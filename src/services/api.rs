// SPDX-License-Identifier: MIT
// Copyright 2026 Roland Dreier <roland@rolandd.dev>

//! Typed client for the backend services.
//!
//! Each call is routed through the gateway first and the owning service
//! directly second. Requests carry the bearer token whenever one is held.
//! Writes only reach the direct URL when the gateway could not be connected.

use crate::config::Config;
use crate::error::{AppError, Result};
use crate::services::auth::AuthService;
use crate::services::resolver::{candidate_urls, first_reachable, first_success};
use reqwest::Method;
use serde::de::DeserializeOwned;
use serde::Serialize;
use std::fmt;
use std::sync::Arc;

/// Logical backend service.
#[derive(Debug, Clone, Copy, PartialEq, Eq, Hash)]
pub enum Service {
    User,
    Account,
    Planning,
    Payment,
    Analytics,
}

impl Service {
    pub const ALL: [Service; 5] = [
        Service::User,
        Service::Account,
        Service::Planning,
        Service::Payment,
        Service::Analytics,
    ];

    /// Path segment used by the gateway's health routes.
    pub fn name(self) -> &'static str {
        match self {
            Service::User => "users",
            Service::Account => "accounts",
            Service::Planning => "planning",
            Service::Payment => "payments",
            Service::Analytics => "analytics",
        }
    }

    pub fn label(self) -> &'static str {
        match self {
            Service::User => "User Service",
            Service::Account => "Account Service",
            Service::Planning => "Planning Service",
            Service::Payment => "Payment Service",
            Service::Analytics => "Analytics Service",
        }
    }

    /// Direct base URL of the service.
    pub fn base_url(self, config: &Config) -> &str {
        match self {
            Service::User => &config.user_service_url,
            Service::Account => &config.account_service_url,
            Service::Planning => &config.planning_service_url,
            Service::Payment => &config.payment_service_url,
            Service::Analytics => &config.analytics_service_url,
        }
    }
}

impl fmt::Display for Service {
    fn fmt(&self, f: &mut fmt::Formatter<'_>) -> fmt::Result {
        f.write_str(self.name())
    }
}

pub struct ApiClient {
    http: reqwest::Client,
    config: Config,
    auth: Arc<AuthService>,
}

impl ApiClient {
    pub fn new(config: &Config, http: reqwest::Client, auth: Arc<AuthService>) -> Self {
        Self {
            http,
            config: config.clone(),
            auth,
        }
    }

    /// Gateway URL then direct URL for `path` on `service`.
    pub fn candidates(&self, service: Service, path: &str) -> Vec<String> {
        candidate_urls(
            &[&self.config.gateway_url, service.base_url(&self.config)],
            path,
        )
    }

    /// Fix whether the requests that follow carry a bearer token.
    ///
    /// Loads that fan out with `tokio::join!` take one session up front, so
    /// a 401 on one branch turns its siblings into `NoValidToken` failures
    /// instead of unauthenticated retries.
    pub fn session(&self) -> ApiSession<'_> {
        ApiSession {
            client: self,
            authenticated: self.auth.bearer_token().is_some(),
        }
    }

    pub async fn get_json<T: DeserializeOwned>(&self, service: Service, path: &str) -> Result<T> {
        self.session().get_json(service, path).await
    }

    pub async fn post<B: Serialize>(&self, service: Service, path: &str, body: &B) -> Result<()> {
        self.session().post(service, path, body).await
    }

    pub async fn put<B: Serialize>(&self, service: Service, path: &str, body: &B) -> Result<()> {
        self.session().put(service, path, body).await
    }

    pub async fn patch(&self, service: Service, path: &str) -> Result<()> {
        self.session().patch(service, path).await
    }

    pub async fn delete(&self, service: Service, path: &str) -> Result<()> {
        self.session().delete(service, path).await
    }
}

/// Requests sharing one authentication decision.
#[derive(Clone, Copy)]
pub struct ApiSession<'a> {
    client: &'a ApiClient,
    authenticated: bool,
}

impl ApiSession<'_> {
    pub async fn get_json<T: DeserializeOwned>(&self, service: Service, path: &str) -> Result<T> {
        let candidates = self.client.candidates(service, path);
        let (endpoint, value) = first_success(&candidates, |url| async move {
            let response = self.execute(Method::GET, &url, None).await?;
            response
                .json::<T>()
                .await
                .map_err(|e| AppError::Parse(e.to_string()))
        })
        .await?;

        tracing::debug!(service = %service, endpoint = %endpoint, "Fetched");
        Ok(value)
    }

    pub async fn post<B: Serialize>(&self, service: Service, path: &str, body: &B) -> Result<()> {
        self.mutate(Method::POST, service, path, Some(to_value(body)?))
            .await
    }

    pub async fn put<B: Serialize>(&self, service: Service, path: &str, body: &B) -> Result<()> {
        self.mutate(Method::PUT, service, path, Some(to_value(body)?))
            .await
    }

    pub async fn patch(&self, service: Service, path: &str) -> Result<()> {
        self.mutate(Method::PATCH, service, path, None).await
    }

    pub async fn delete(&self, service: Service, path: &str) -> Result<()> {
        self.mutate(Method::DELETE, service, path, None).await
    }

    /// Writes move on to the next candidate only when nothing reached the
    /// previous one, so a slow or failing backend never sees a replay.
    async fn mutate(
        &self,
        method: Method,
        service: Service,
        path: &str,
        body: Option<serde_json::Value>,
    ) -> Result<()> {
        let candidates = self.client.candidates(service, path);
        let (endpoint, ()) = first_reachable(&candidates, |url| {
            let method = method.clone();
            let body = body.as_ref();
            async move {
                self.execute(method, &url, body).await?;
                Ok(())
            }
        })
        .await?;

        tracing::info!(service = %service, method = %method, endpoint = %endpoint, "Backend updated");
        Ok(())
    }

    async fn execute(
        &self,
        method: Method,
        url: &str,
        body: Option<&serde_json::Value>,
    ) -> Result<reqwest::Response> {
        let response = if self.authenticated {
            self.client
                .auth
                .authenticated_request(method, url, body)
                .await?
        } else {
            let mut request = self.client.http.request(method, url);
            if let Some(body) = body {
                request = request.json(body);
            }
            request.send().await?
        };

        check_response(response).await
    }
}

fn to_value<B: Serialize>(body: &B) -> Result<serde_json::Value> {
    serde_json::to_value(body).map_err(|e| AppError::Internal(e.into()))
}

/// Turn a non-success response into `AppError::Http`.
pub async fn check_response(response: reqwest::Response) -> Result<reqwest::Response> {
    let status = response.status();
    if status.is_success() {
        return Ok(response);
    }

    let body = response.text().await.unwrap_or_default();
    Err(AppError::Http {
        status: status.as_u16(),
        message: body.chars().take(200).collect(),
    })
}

◇ ◇ ◇

* ASSIGNMENT *
Set down the complete listing once more, exactly as it appears.

* WRITTEN ANSWER *
filename src/services/api.rs
// SPDX-License-Identifier: MIT
// Copyright 2026 Roland Dreier <roland@rolandd.dev>

//! Typed client for the backend services.
//!
//! Each call is routed through the gateway first and the owning service
//! directly second. Requests carry the bearer token whenever one is held.
//! Writes only reach the direct URL when the gateway could not be connected.

use crate::config::Config;
use crate::error::{AppError, Result};
use crate::services::auth::AuthService;
use crate::services::resolver::{candidate_urls, first_reachable, first_success};
use reqwest::Method;
use serde::de::DeserializeOwned;
use serde::Serialize;
use std::fmt;
use std::sync::Arc;

/// Logical backend service.
#[derive(Debug, Clone, Copy, PartialEq, Eq, Hash)]
pub enum Service {
    User,
    Account,
    Planning,
    Payment,
    Analytics,
}

impl Service {
    pub const ALL: [Service; 5] = [
        Service::User,
        Service::Account,
        Service::Planning,
        Service::Payment,
        Service::Analytics,
    ];

    /// Path segment used by the gateway's health routes.
    pub fn name(self) -> &'static str {
        match self {
            Service::User => "users",
            Service::Account => "accounts",
            Service::Planning => "planning",
            Service::Payment => "payments",
            Service::Analytics => "analytics",
        }
    }

    pub fn label(self) -> &'static str {
        match self {
            Service::User => "User Service",
            Service::Account => "Account Service",
            Service::Planning => "Planning Service",
            Service::Payment => "Payment Service",
            Service::Analytics => "Analytics Service",
        }
    }

    /// Direct base URL of the service.
    pub fn base_url(self, config: &Config) -> &str {
        match self {
            Service::User => &config.user_service_url,
            Service::Account => &config.account_service_url,
            Service::Planning => &config.planning_service_url,
            Service::Payment => &config.payment_service_url,
            Service::Analytics => &config.analytics_service_url,
        }
    }
}

impl fmt::Display for Service {
    fn fmt(&self, f: &mut fmt::Formatter<'_>) -> fmt::Result {
        f.write_str(self.name())
    }
}

pub struct ApiClient {
    http: reqwest::Client,
    config: Config,
    auth: Arc<AuthService>,
}

impl ApiClient {
    pub fn new(config: &Config, http: reqwest::Client, auth: Arc<AuthService>) -> Self {
        Self {
            http,
            config: config.clone(),
            auth,
        }
    }

    /// Gateway URL then direct URL for `path` on `service`.
    pub fn candidates(&self, service: Service, path: &str) -> Vec<String> {
        candidate_urls(
            &[&self.config.gateway_url, service.base_url(&self.config)],
            path,
        )
    }

    /// Fix whether the requests that follow carry a bearer token.
    ///
    /// Loads that fan out with `tokio::join!` take one session up front, so
    /// a 401 on one branch turns its siblings into `NoValidToken` failures
    /// instead of unauthenticated retries.
    pub fn session(&self) -> ApiSession<'_> {
        ApiSession {
            client: self,
            authenticated: self.auth.bearer_token().is_some(),
        }
    }

    pub async fn get_json<T: DeserializeOwned>(&self, service: Service, path: &str) -> Result<T> {
        self.session().get_json(service, path).await
    }

    pub async fn post<B: Serialize>(&self, service: Service, path: &str, body: &B) -> Result<()> {
        self.session().post(service, path, body).await
    }

    pub async fn put<B: Serialize>(&self, service: Service, path: &str, body: &B) -> Result<()> {
        self.session().put(service, path, body).await
    }

    pub async fn patch(&self, service: Service, path: &str) -> Result<()> {
        self.session().patch(service, path).await
    }

    pub async fn delete(&self, service: Service, path: &str) -> Result<()> {
        self.session().delete(service, path).await
    }
}

/// Requests sharing one authentication decision.
#[derive(Clone, Copy)]
pub struct ApiSession<'a> {
    client: &'a ApiClient,
    authenticated: bool,
}

impl ApiSession<'_> {
    pub async fn get_json<T: DeserializeOwned>(&self, service: Service, path: &str) -> Result<T> {
        let candidates = self.client.candidates(service, path);
        let (endpoint, value) = first_success(&candidates, |url| async move {
            let response = self.execute(Method::GET, &url, None).await?;
            response
                .json::<T>()
                .await
                .map_err(|e| AppError::Parse(e.to_string()))
        })
        .await?;

        tracing::debug!(service = %service, endpoint = %endpoint, "Fetched");
        Ok(value)
    }

    pub async fn post<B: Serialize>(&self, service: Service, path: &str, body: &B) -> Result<()> {
        self.mutate(Method::POST, service, path, Some(to_value(body)?))
            .await
    }

    pub async fn put<B: Serialize>(&self, service: Service, path: &str, body: &B) -> Result<()> {
        self.mutate(Method::PUT, service, path, Some(to_value(body)?))
            .await
    }

    pub async fn patch(&self, service: Service, path: &str) -> Result<()> {
        self.mutate(Method::PATCH, service, path, None).await
    }

    pub async fn delete(&self, service: Service, path: &str) -> Result<()> {
        self.mutate(Method::DELETE, service, path, None).await
    }

    /// Writes move on to the next candidate only when nothing reached the
    /// previous one, so a slow or failing backend never sees a replay.
    async fn mutate(
        &self,
        method: Method,
        service: Service,
        path: &str,
        body: Option<serde_json::Value>,
    ) -> Result<()> {
        let candidates = self.client.candidates(service, path);
        let (endpoint, ()) = first_reachable(&candidates, |url| {
            let method = method.clone();
            let body = body.as_ref();
            async move {
                self.execute(method, &url, body).await?;
                Ok(())
            }
        })
        .await?;

        tracing::info!(service = %service, method = %method, endpoint = %endpoint, "Backend updated");
        Ok(())
    }

    async fn execute(
        &self,
        method: Method,
        url: &str,
        body: Option<&serde_json::Value>,
    ) -> Result<reqwest::Response> {
        let response = if self.authenticated {
            self.client
                .auth
                .authenticated_request(method, url, body)
                .await?
        } else {
            let mut request = self.client.http.request(method, url);
            if let Some(body) = body {
                request = request.json(body);
            }
            request.send().await?
        };

        check_response(response).await
    }
}

fn to_value<B: Serialize>(body: &B) -> Result<serde_json::Value> {
    serde_json::to_value(body).map_err(|e| AppError::Internal(e.into()))
}

/// Turn a non-success response into `AppError::Http`.
pub async fn check_response(response: reqwest::Response) -> Result<reqwest::Response> {
    let status = response.status();
    if status.is_success() {
        return Ok(response);
    }

    let body = response.text().await.unwrap_or_default();
    Err(AppError::Http {
        status: status.as_u16(),
        message: body.chars().take(200).collect(),
    })
}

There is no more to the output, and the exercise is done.